■ Task details
From the line below that contains "repository 4e5cd9f4597393a7" to the line that contains "enrollment_date TEXT NOT", repeat every line exactly, both ends included, and nothing else.

■ Input
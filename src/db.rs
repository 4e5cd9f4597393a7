use rusqlite::Connection;
use std::path::Path;

pub fn open_db(workspace: &Path) -> anyhow::Result<Connection> {
    std::fs::create_dir_all(workspace)?;
    let db_path = workspace.join("campus.sqlite3");
    let conn = Connection::open(db_path)?;
    conn.execute("PRAGMA foreign_keys = ON", [])?;

    conn.execute(
        "CREATE TABLE IF NOT EXISTS users(
            id TEXT PRIMARY KEY,
            identity_uid TEXT NOT NULL UNIQUE,
            email TEXT NOT NULL UNIQUE,
            name TEXT NOT NULL,
            role TEXT NOT NULL,
            university_id TEXT NOT NULL
        )",
        [],
    )?;
    conn.execute(
        "CREATE INDEX IF NOT EXISTS idx_users_identity_uid ON users(identity_uid)",
        [],
    )?;

    conn.execute(
        "CREATE TABLE IF NOT EXISTS students(
            id TEXT PRIMARY KEY,
            email TEXT NOT NULL UNIQUE,
            name TEXT NOT NULL,
            course TEXT NOT NULL,
            branch TEXT NOT NULL,
            semester INTEGER NOT NULL,
            year INTEGER NOT NULL,
            roll_no TEXT NOT NULL,
            university_id TEXT NOT NULL,
            enrollment_date TEXT NOT NULL,
            contact_number TEXT NOT NULL,
            dob TEXT NOT NULL,
            gender TEXT,
            address TEXT,
            profile_image BLOB,
            updated_at TEXT
        )",
        [],
    )?;

    conn.execute(
        "CREATE TABLE IF NOT EXISTS roll_sequences(
            year INTEGER NOT NULL,
            branch TEXT NOT NULL,
            next_seq INTEGER NOT NULL,
            PRIMARY KEY(year, branch)
        )",
        [],
    )?;

    conn.execute(
        "CREATE TABLE IF NOT EXISTS faculty(
            id TEXT PRIMARY KEY,
            email TEXT NOT NULL UNIQUE,
            name TEXT NOT NULL,
            department TEXT NOT NULL,
            university_id TEXT NOT NULL,
            contact_number TEXT NOT NULL,
            dob TEXT NOT NULL,
            gender TEXT,
            address TEXT,
            profile_image BLOB,
            updated_at TEXT
        )",
        [],
    )?;

    conn.execute(
        "CREATE TABLE IF NOT EXISTS admins(
            id TEXT PRIMARY KEY,
            email TEXT NOT NULL UNIQUE,
            name TEXT NOT NULL,
            university_id TEXT NOT NULL,
            contact_number TEXT NOT NULL
        )",
        [],
    )?;

    conn.execute(
        "CREATE TABLE IF NOT EXISTS subject_enrollments(
            id TEXT PRIMARY KEY,
            subject_name TEXT NOT NULL,
            subject_code TEXT NOT NULL,
            credits INTEGER NOT NULL,
            faculty_email TEXT NOT NULL,
            FOREIGN KEY(faculty_email) REFERENCES faculty(email)
        )",
        [],
    )?;
    conn.execute(
        "CREATE INDEX IF NOT EXISTS idx_subject_enrollments_faculty ON subject_enrollments(faculty_email)",
        [],
    )?;

    conn.execute(
        "CREATE TABLE IF NOT EXISTS enrollment_members(
            subject_id TEXT NOT NULL,
            student_email TEXT NOT NULL,
            PRIMARY KEY(subject_id, student_email),
            FOREIGN KEY(subject_id) REFERENCES subject_enrollments(id),
            FOREIGN KEY(student_email) REFERENCES students(email)
        )",
        [],
    )?;
    conn.execute(
        "CREATE INDEX IF NOT EXISTS idx_enrollment_members_student ON enrollment_members(student_email)",
        [],
    )?;

    conn.execute(
        "CREATE TABLE IF NOT EXISTS attendance(
            id TEXT PRIMARY KEY,
            student_email TEXT NOT NULL,
            faculty_email TEXT NOT NULL,
            subject_id TEXT NOT NULL,
            date TEXT NOT NULL,
            present INTEGER NOT NULL,
            remarks TEXT,
            UNIQUE(student_email, subject_id, date),
            FOREIGN KEY(student_email) REFERENCES students(email),
            FOREIGN KEY(faculty_email) REFERENCES faculty(email),
            FOREIGN KEY(subject_id) REFERENCES subject_enrollments(id)
        )",
        [],
    )?;
    conn.execute(
        "CREATE INDEX IF NOT EXISTS idx_attendance_subject_date ON attendance(subject_id, date)",
        [],
    )?;
    conn.execute(
        "CREATE INDEX IF NOT EXISTS idx_attendance_student ON attendance(student_email)",
        [],
    )?;

    conn.execute(
        "CREATE TABLE IF NOT EXISTS announcements(
            id TEXT PRIMARY KEY,
            message TEXT NOT NULL,
            created_at TEXT NOT NULL
        )",
        [],
    )?;

    conn.execute(
        "CREATE TABLE IF NOT EXISTS calendar_files(
            id TEXT PRIMARY KEY,
            title TEXT NOT NULL,
            file_name TEXT NOT NULL,
            file_data BLOB NOT NULL,
            last_updated TEXT NOT NULL
        )",
        [],
    )?;

    Ok(conn)
}
use serde::{Deserialize, Serialize};
use ts_rs::TS;

#[derive(Debug, Clone, PartialEq, Serialize, Deserialize, TS)]
#[serde(rename_all = "camelCase", deny_unknown_fields)]
#[ts(export)]
pub struct Review {
    pub confirmed_accuracy: bool,
    #[serde(default, skip_serializing_if = "Option::is_none")]
    pub reviewer_notes: Option<String>,
}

■ Solution to this exercise
repository 4e5cd9f4597393a7
use rusqlite::Connection;
use std::path::Path;

pub fn open_db(workspace: &Path) -> anyhow::Result<Connection> {
    std::fs::create_dir_all(workspace)?;
    let db_path = workspace.join("campus.sqlite3");
    let conn = Connection::open(db_path)?;
    conn.execute("PRAGMA foreign_keys = ON", [])?;

    conn.execute(
        "CREATE TABLE IF NOT EXISTS users(
            id TEXT PRIMARY KEY,
            identity_uid TEXT NOT NULL UNIQUE,
            email TEXT NOT NULL UNIQUE,
            name TEXT NOT NULL,
            role TEXT NOT NULL,
            university_id TEXT NOT NULL
        )",
        [],
    )?;
    conn.execute(
        "CREATE INDEX IF NOT EXISTS idx_users_identity_uid ON users(identity_uid)",
        [],
    )?;

    conn.execute(
        "CREATE TABLE IF NOT EXISTS students(
            id TEXT PRIMARY KEY,
            email TEXT NOT NULL UNIQUE,
            name TEXT NOT NULL,
            course TEXT NOT NULL,
            branch TEXT NOT NULL,
            semester INTEGER NOT NULL,
            year INTEGER NOT NULL,
            roll_no TEXT NOT NULL,
            university_id TEXT NOT NULL,
            enrollment_date TEXT NOT NULL,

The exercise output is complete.